▸ **Task requirements**
With the string "AliasBuilder" as the filter, copy each matching line from the records.

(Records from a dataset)
----

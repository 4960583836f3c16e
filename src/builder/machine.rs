//! Builder for the definition phase of a machine.

use crate::builder::alias::AliasBuilder;
use crate::builder::error::DefinitionError;
use crate::builder::options::MachineOptions;
use crate::builder::transition::TransitionBuilder;
use crate::core::{Endpoint, Namespace, State};
use crate::machine::transition::first_match;
use crate::machine::{
    AliasHandle, AliasRule, MachineDefinition, TransitionHandle, TransitionRule,
};
use tracing::debug;

/// Collects transitions and aliases, rejecting conflicting declarations as
/// they arrive, then freezes everything with `evaluate`.
///
/// When the options name an initial state, the builder starts with an
/// anonymous rule moving an empty field into it, so new records may start
/// there.
///
/// # Example
///
/// ```rust
/// use statebound::builder::{MachineBuilder, MachineOptions, TransitionBuilder};
/// use statebound::state_enum;
///
/// state_enum! {
///     enum Zoo {
///         Closed => "closed",
///         Opened => "opened",
///     }
/// }
///
/// let mut builder = MachineBuilder::new(MachineOptions::new().initial(Zoo::Closed));
/// builder.register_transition(
///     TransitionBuilder::named("open").from(Zoo::Closed).to(Zoo::Opened),
/// )?;
/// builder.register_transition(
///     TransitionBuilder::named("close").from(Zoo::Opened).to(Zoo::Closed),
/// )?;
///
/// let machine = builder.evaluate()?;
/// assert_eq!(machine.states(), &[Zoo::Closed, Zoo::Opened]);
/// # Ok::<(), statebound::builder::DefinitionError>(())
/// ```
pub struct MachineBuilder<S: State> {
    options: MachineOptions<S>,
    states: Vec<S>,
    transitions: Vec<TransitionRule<S>>,
    aliases: Vec<AliasBuilder<S>>,
}

impl<S: State> MachineBuilder<S> {
    pub fn new(options: MachineOptions<S>) -> Self {
        let mut builder = Self {
            states: options.initial.iter().cloned().collect(),
            transitions: Vec::new(),
            aliases: Vec::new(),
            options,
        };

        if let Some(initial) = builder.options.initial.clone() {
            builder.transitions.push(TransitionRule {
                name: None,
                qualified_name: None,
                from: vec![Endpoint::Unset],
                to: Endpoint::State(initial),
            });
        }

        builder
    }

    pub fn namespace(&self) -> &Namespace {
        &self.options.namespace
    }

    /// States seen so far, in order of first appearance.
    pub fn states(&self) -> &[S] {
        &self.states
    }

    /// Register a transition rule.
    ///
    /// Fails if any of the rule's sources can already reach its target
    /// through an earlier rule, or if its name is taken.
    pub fn register_transition(
        &mut self,
        transition: TransitionBuilder<S>,
    ) -> Result<TransitionHandle, DefinitionError> {
        let rule = transition.build(&self.options.namespace)?;

        self.verify_state_singularity(&rule)?;
        self.verify_name_singularity(&rule)?;

        if let Some(state) = rule.to_state().state() {
            if !self.states.contains(state) {
                self.states.push(state.clone());
            }
        }

        debug!(
            namespace = %self.options.namespace,
            transition = %rule.label(),
            "registered transition"
        );

        let handle = TransitionHandle(self.transitions.len());
        self.transitions.push(rule);
        Ok(handle)
    }

    /// Declare a state reachable from anywhere, via an anonymous rule.
    pub fn state(&mut self, state: S) -> Result<TransitionHandle, DefinitionError> {
        self.register_transition(TransitionBuilder::new().from_any().to(state))
    }

    pub fn register_alias(
        &mut self,
        alias: AliasBuilder<S>,
    ) -> Result<AliasHandle, DefinitionError> {
        let names = std::iter::once(&alias.name).chain(alias.opposite.as_ref());
        for name in names {
            let taken = self
                .aliases
                .iter()
                .any(|other| other.name == *name || other.opposite.as_ref() == Some(name));
            if taken {
                return Err(self.duplicate_alias(name));
            }
        }

        let handle = AliasHandle(self.aliases.len());
        self.aliases.push(alias);
        Ok(handle)
    }

    /// First rule registered so far that legalises `from` -> `to`.
    pub fn matching_transition(
        &self,
        from: &Endpoint<S>,
        to: &Endpoint<S>,
    ) -> Option<TransitionHandle> {
        first_match(&self.transitions, from, to)
    }

    /// Finish the definition phase.
    ///
    /// Resolves every alias against the final list of states and generates
    /// the requested opposite aliases.
    pub fn evaluate(self) -> Result<MachineDefinition<S>, DefinitionError> {
        let namespace = self.options.namespace.clone();
        let mut resolved: Vec<AliasRule<S>> = self
            .aliases
            .iter()
            .map(|alias| {
                AliasRule::resolve(
                    alias.name.clone(),
                    namespace.qualify(&alias.name),
                    alias.members.clone(),
                    alias.negated,
                    &self.states,
                )
            })
            .collect();

        for (index, alias) in self.aliases.iter().enumerate() {
            let Some(opposite_name) = &alias.opposite else {
                continue;
            };
            if resolved.iter().any(|other| other.name() == opposite_name) {
                return Err(self.duplicate_alias(opposite_name));
            }

            let mut opposite = AliasRule::resolve(
                opposite_name.clone(),
                namespace.qualify(opposite_name),
                alias.members.clone(),
                !alias.negated,
                &self.states,
            );
            opposite.opposite = Some(AliasHandle(index));
            resolved[index].opposite = Some(AliasHandle(resolved.len()));
            resolved.push(opposite);
        }

        debug!(
            namespace = %namespace,
            states = self.states.len(),
            transitions = self.transitions.len(),
            aliases = resolved.len(),
            "evaluated state machine"
        );

        Ok(MachineDefinition {
            namespace,
            field: self.options.field,
            initial: self.options.initial,
            states: self.states,
            transitions: self.transitions,
            aliases: resolved,
            tracking: self.options.track,
        })
    }

    fn verify_state_singularity(&self, rule: &TransitionRule<S>) -> Result<(), DefinitionError> {
        for from in rule.from_states() {
            if let Some(existing) = self.matching_transition(from, rule.to_state()) {
                return Err(DefinitionError::AmbiguousTransition {
                    namespace: self.options.namespace.to_string(),
                    from: from.to_string(),
                    to: rule.to_state().to_string(),
                    existing: self.transitions[existing.0].label(),
                });
            }
        }
        Ok(())
    }

    fn verify_name_singularity(&self, rule: &TransitionRule<S>) -> Result<(), DefinitionError> {
        let Some(name) = rule.name() else {
            return Ok(());
        };
        if self.transitions.iter().any(|other| other.name() == Some(name)) {
            return Err(DefinitionError::DuplicateTransitionName {
                namespace: self.options.namespace.to_string(),
                name: name.to_string(),
            });
        }
        Ok(())
    }

    fn duplicate_alias(&self, name: &str) -> DefinitionError {
        DefinitionError::DuplicateAliasName {
            namespace: self.options.namespace.to_string(),
            name: name.to_string(),
        }
    }
}

#[cfg(test)]
mod tests {
    use super::*;
    use serde::{Deserialize, Serialize};

    #[derive(Clone, PartialEq, Debug, Serialize, Deserialize)]
    enum TestState {
        Pending,
        Activated,
        Deactivated,
        Semiactivated,
    }

    impl State for TestState {
        fn name(&self) -> &str {
            match self {
                Self::Pending => "pending",
                Self::Activated => "activated",
                Self::Deactivated => "deactivated",
                Self::Semiactivated => "semiactivated",
            }
        }
    }

    fn builder() -> MachineBuilder<TestState> {
        MachineBuilder::new(MachineOptions::new().initial(TestState::Pending))
    }

    fn activate() -> TransitionBuilder<TestState> {
        TransitionBuilder::named("activate")
            .from(TestState::Pending)
            .to(TestState::Activated)
    }

    #[test]
    fn initial_state_is_first_and_reachable_from_empty() {
        let builder = builder();

        assert_eq!(builder.states(), &[TestState::Pending]);
        assert!(builder
            .matching_transition(&Endpoint::Unset, &TestState::Pending.into())
            .is_some());
        assert!(builder
            .matching_transition(&Endpoint::Any, &TestState::Pending.into())
            .is_some());
    }

    #[test]
    fn builder_without_initial_state_starts_empty() {
        let builder = MachineBuilder::<TestState>::new(MachineOptions::new());
        assert!(builder.states().is_empty());
        assert!(builder
            .matching_transition(&Endpoint::Any, &Endpoint::Any)
            .is_none());
    }

    #[test]
    fn registration_collects_target_states() {
        let mut builder = builder();
        builder.register_transition(activate()).unwrap();
        builder
            .register_transition(
                TransitionBuilder::named("deactivate")
                    .from_any()
                    .to(TestState::Deactivated),
            )
            .unwrap();

        assert_eq!(
            builder.states(),
            &[
                TestState::Pending,
                TestState::Activated,
                TestState::Deactivated
            ]
        );
    }

    #[test]
    fn overlapping_transition_is_ambiguous() {
        let mut builder = builder();
        builder.register_transition(activate()).unwrap();

        let result = builder.register_transition(
            TransitionBuilder::named("reactivate")
                .from(TestState::Semiactivated)
                .from(TestState::Pending)
                .to(TestState::Activated),
        );

        match result {
            Err(DefinitionError::AmbiguousTransition {
                from, to, existing, ..
            }) => {
                assert_eq!(from, "pending");
                assert_eq!(to, "activated");
                assert_eq!(existing, "activate");
            }
            other => panic!("Expected ambiguity, got {other:?}"),
        }
    }

    #[test]
    fn wildcard_rule_conflicts_with_specific_rule() {
        let mut builder = builder();
        builder.register_transition(activate()).unwrap();

        let result = builder.register_transition(
            TransitionBuilder::named("force")
                .from_any()
                .to(TestState::Activated),
        );

        assert!(matches!(
            result,
            Err(DefinitionError::AmbiguousTransition { .. })
        ));
    }

    #[test]
    fn declaring_the_initial_state_again_is_ambiguous() {
        let mut builder = builder();
        assert!(matches!(
            builder.state(TestState::Pending),
            Err(DefinitionError::AmbiguousTransition { .. })
        ));
    }

    #[test]
    fn duplicate_names_are_rejected() {
        let mut builder = builder();
        builder.register_transition(activate()).unwrap();

        let result = builder.register_transition(
            TransitionBuilder::named("activate")
                .from(TestState::Activated)
                .to(TestState::Semiactivated),
        );

        assert_eq!(
            result,
            Err(DefinitionError::DuplicateTransitionName {
                namespace: builder.namespace().to_string(),
                name: "activate".to_string(),
            })
        );
    }

    #[test]
    fn anonymous_rules_never_collide_by_name() {
        let mut builder = builder();
        builder.state(TestState::Activated).unwrap();
        builder.state(TestState::Deactivated).unwrap();
    }

    #[test]
    fn duplicate_alias_names_are_rejected() {
        let mut builder = builder();
        builder
            .register_alias(
                AliasBuilder::new("active")
                    .is([TestState::Activated])
                    .opposite("inactive"),
            )
            .unwrap();

        assert!(matches!(
            builder.register_alias(AliasBuilder::new("inactive").is([TestState::Pending])),
            Err(DefinitionError::DuplicateAliasName { .. })
        ));
    }

    #[test]
    fn opposite_colliding_with_alias_is_rejected() {
        let mut builder = builder();
        builder
            .register_alias(AliasBuilder::new("waiting").is([TestState::Pending]))
            .unwrap();

        assert!(matches!(
            builder.register_alias(
                AliasBuilder::new("moving")
                    .is([TestState::Activated])
                    .opposite("waiting")
            ),
            Err(DefinitionError::DuplicateAliasName { .. })
        ));
    }

    #[test]
    fn self_opposite_fails_evaluation() {
        let mut builder = builder();
        builder
            .register_alias(AliasBuilder::new("loop").is([TestState::Pending]).opposite("loop"))
            .unwrap();

        assert!(matches!(
            builder.evaluate(),
            Err(DefinitionError::DuplicateAliasName { .. })
        ));
    }

    #[test]
    fn evaluate_links_opposites_both_ways() {
        let mut builder = builder();
        builder.register_transition(activate()).unwrap();
        let handle = builder
            .register_alias(
                AliasBuilder::new("fresh")
                    .is_not([TestState::Activated])
                    .opposite("used"),
            )
            .unwrap();

        let machine = builder.evaluate().unwrap();
        let fresh = machine.alias(handle).unwrap();
        let used_handle = fresh.opposite().unwrap();
        let used = machine.alias(used_handle).unwrap();

        assert_eq!(fresh.derived_members(), &[TestState::Pending]);
        assert!(!used.is_negated());
        assert_eq!(used.members(), &[TestState::Activated]);
        assert_eq!(used.derived_members(), &[TestState::Activated]);
        assert_eq!(used.opposite(), Some(handle));
    }

    #[test]
    fn evaluate_carries_options() {
        let machine = MachineBuilder::<TestState>::new(
            MachineOptions::new()
                .field("status")
                .namespace("employment")
                .track(true),
        )
        .evaluate()
        .unwrap();

        assert_eq!(machine.field(), "status");
        assert_eq!(machine.namespace().as_str(), "employment");
        assert!(machine.tracking_enabled());
        assert!(machine.initial_state().is_none());
    }
}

----

▸ **Task output**
use crate::builder::alias::AliasBuilder;
    aliases: Vec<AliasBuilder<S>>,
        alias: AliasBuilder<S>,
                AliasBuilder::new("active")
            builder.register_alias(AliasBuilder::new("inactive").is([TestState::Pending])),
            .register_alias(AliasBuilder::new("waiting").is([TestState::Pending]))
                AliasBuilder::new("moving")
            .register_alias(AliasBuilder::new("loop").is([TestState::Pending]).opposite("loop"))
                AliasBuilder::new("fresh")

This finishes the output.